Exercise directions: Copy down all of the data underneath, exactly as shown.

[Stored records]
= Beginning of Section =

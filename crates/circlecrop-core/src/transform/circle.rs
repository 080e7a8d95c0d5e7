//! Circular crop rendering.
//!
//! Draws a rectangular region of the source into a square canvas and masks
//! everything outside the inscribed circle. The canvas side is the longer
//! side of the region in natural pixels, so a slightly non-square selection
//! is stretched to fill the square rather than clipped.
//!
//! The side is capped at [`MAX_CANVAS_SIDE`], the largest canvas browsers
//! reliably allocate.

use super::rotation::{apply_rotation, is_identity_rotation};
use super::sample::sample_bilinear;
use crate::decode::{RasterImage, SourceImage, BYTES_PER_PIXEL};
use crate::error::CropError;
use crate::geometry::CropRect;

/// Largest output side in pixels.
pub const MAX_CANVAS_SIDE: u32 = 16_384;

/// Render the circular crop for a selection reported by the crop widget.
///
/// # Arguments
///
/// * `source` - The loaded source image (its display size supplies the scale factors)
/// * `rect` - Crop rectangle in display coordinates, `None` if the widget
///   has not reported one yet
/// * `rotation_degrees` - Rotation applied in the widget (positive = clockwise)
///
/// # Errors
///
/// Returns `CropError::MissingGeometry` when `rect` is `None`,
/// `CropError::InvalidGeometry` for rectangles with a non-positive or
/// non-finite size or an output side above [`MAX_CANVAS_SIDE`], and
/// `CropError::Decode` if the source buffer does not match its dimensions.
pub fn render_circular(
    source: &SourceImage,
    rect: Option<&CropRect>,
    rotation_degrees: f64,
) -> Result<RasterImage, CropError> {
    let rect = rect.ok_or(CropError::MissingGeometry)?;
    if !rect.is_valid() {
        return Err(CropError::InvalidGeometry(*rect));
    }

    source.raster().validate()?;

    let region = rect.scaled(source.scale_factors());
    if canvas_side(&region) > MAX_CANVAS_SIDE {
        return Err(CropError::InvalidGeometry(*rect));
    }

    log::debug!(
        "circular crop: display {:?} -> natural {:?}, rotation {}°",
        rect,
        region,
        rotation_degrees
    );

    if !rotation_degrees.is_finite() || is_identity_rotation(rotation_degrees) {
        return draw_circular(source.raster(), &region);
    }

    let rotated = apply_rotation(source.raster(), rotation_degrees)?;
    draw_circular(&rotated, &region)
}

/// Draw `region` (natural pixel coordinates) of `image` into a circle.
///
/// The output is `side x side` with `side = round(max(width, height))`,
/// at least one pixel. Pixels whose centre lies outside the circle of radius
/// `side / 2` are fully transparent; pixels on the rim get partial coverage.
///
/// # Errors
///
/// Returns `CropError::InvalidGeometry` if the side exceeds
/// [`MAX_CANVAS_SIDE`].
pub fn draw_circular(image: &RasterImage, region: &CropRect) -> Result<RasterImage, CropError> {
    let side = canvas_side(region);
    if side > MAX_CANVAS_SIDE {
        return Err(CropError::InvalidGeometry(*region));
    }
    let side_f = side as f64;

    let step_x = region.width / side_f;
    let step_y = region.height / side_f;

    let mut output =
        RasterImage::transparent(side, side).ok_or(CropError::InvalidGeometry(*region))?;

    for (i, out) in output.pixels.chunks_exact_mut(BYTES_PER_PIXEL).enumerate() {
        let cx = (i % side as usize) as f64 + 0.5;
        let cy = (i / side as usize) as f64 + 0.5;

        let coverage = circle_coverage(cx, cy, side_f);
        if coverage <= 0.0 {
            continue;
        }

        let src_x = region.x + cx * step_x;
        let src_y = region.y + cy * step_y;

        let mut pixel = sample_bilinear(image, src_x, src_y);
        pixel[3] = (pixel[3] as f64 * coverage).round() as u8;
        out.copy_from_slice(&pixel);
    }

    Ok(output)
}

/// Output side length for a region.
pub fn canvas_side(region: &CropRect) -> u32 {
    let side = region.longest_side().round();
    if side.is_finite() && side >= 1.0 {
        side.min(u32::MAX as f64) as u32
    } else {
        1
    }
}

/// True if the pixel centre `(cx, cy)` lies inside the circle inscribed in a
/// `side x side` square.
pub fn inside_circle(cx: f64, cy: f64, side: f64) -> bool {
    let r = side / 2.0;
    let (dx, dy) = (cx - r, cy - r);
    dx * dx + dy * dy <= r * r
}

/// Fraction of a pixel covered by the circle, approximated from the distance
/// of its centre to the rim. Zero for centres outside the circle.
fn circle_coverage(cx: f64, cy: f64, side: f64) -> f64 {
    if !inside_circle(cx, cy, side) {
        return 0.0;
    }
    let r = side / 2.0;
    let dist = (cx - r).hypot(cy - r);
    (r - dist + 0.5).clamp(0.0, 1.0)
}


// ============================================================================
// Property-Based Tests
// ============================================================================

= End of Section =

Finished task:
filename crates/circlecrop-core/src/transform/circle.rs
repository 080e7a8d95c0d5e7
//! Circular crop rendering.
//!
//! Draws a rectangular region of the source into a square canvas and masks
//! everything outside the inscribed circle. The canvas side is the longer
//! side of the region in natural pixels, so a slightly non-square selection
//! is stretched to fill the square rather than clipped.
//!
//! The side is capped at [`MAX_CANVAS_SIDE`], the largest canvas browsers
//! reliably allocate.

use super::rotation::{apply_rotation, is_identity_rotation};
use super::sample::sample_bilinear;
use crate::decode::{RasterImage, SourceImage, BYTES_PER_PIXEL};
use crate::error::CropError;
use crate::geometry::CropRect;

/// Largest output side in pixels.
pub const MAX_CANVAS_SIDE: u32 = 16_384;

/// Render the circular crop for a selection reported by the crop widget.
///
/// # Arguments
///
/// * `source` - The loaded source image (its display size supplies the scale factors)
/// * `rect` - Crop rectangle in display coordinates, `None` if the widget
///   has not reported one yet
/// * `rotation_degrees` - Rotation applied in the widget (positive = clockwise)
///
/// # Errors
///
/// Returns `CropError::MissingGeometry` when `rect` is `None`,
/// `CropError::InvalidGeometry` for rectangles with a non-positive or
/// non-finite size or an output side above [`MAX_CANVAS_SIDE`], and
/// `CropError::Decode` if the source buffer does not match its dimensions.
pub fn render_circular(
    source: &SourceImage,
    rect: Option<&CropRect>,
    rotation_degrees: f64,
) -> Result<RasterImage, CropError> {
    let rect = rect.ok_or(CropError::MissingGeometry)?;
    if !rect.is_valid() {
        return Err(CropError::InvalidGeometry(*rect));
    }

    source.raster().validate()?;

    let region = rect.scaled(source.scale_factors());
    if canvas_side(&region) > MAX_CANVAS_SIDE {
        return Err(CropError::InvalidGeometry(*rect));
    }

    log::debug!(
        "circular crop: display {:?} -> natural {:?}, rotation {}°",
        rect,
        region,
        rotation_degrees
    );

    if !rotation_degrees.is_finite() || is_identity_rotation(rotation_degrees) {
        return draw_circular(source.raster(), &region);
    }

    let rotated = apply_rotation(source.raster(), rotation_degrees)?;
    draw_circular(&rotated, &region)
}

/// Draw `region` (natural pixel coordinates) of `image` into a circle.
///
/// The output is `side x side` with `side = round(max(width, height))`,
/// at least one pixel. Pixels whose centre lies outside the circle of radius
/// `side / 2` are fully transparent; pixels on the rim get partial coverage.
///
/// # Errors
///
/// Returns `CropError::InvalidGeometry` if the side exceeds
/// [`MAX_CANVAS_SIDE`].
pub fn draw_circular(image: &RasterImage, region: &CropRect) -> Result<RasterImage, CropError> {
    let side = canvas_side(region);
    if side > MAX_CANVAS_SIDE {
        return Err(CropError::InvalidGeometry(*region));
    }
    let side_f = side as f64;

    let step_x = region.width / side_f;
    let step_y = region.height / side_f;

    let mut output =
        RasterImage::transparent(side, side).ok_or(CropError::InvalidGeometry(*region))?;

    for (i, out) in output.pixels.chunks_exact_mut(BYTES_PER_PIXEL).enumerate() {
        let cx = (i % side as usize) as f64 + 0.5;
        let cy = (i / side as usize) as f64 + 0.5;

        let coverage = circle_coverage(cx, cy, side_f);
        if coverage <= 0.0 {
            continue;
        }

        let src_x = region.x + cx * step_x;
        let src_y = region.y + cy * step_y;

        let mut pixel = sample_bilinear(image, src_x, src_y);
        pixel[3] = (pixel[3] as f64 * coverage).round() as u8;
        out.copy_from_slice(&pixel);
    }

    Ok(output)
}

/// Output side length for a region.
pub fn canvas_side(region: &CropRect) -> u32 {
    let side = region.longest_side().round();
    if side.is_finite() && side >= 1.0 {
        side.min(u32::MAX as f64) as u32
    } else {
        1
    }
}

/// True if the pixel centre `(cx, cy)` lies inside the circle inscribed in a
/// `side x side` square.
pub fn inside_circle(cx: f64, cy: f64, side: f64) -> bool {
    let r = side / 2.0;
    let (dx, dy) = (cx - r, cy - r);
    dx * dx + dy * dy <= r * r
}

/// Fraction of a pixel covered by the circle, approximated from the distance
/// of its centre to the rim. Zero for centres outside the circle.
fn circle_coverage(cx: f64, cy: f64, side: f64) -> f64 {
    if !inside_circle(cx, cy, side) {
        return 0.0;
    }
    let r = side / 2.0;
    let dist = (cx - r).hypot(cy - r);
    (r - dist + 0.5).clamp(0.0, 1.0)
}


// ============================================================================
// Property-Based Tests
// ============================================================================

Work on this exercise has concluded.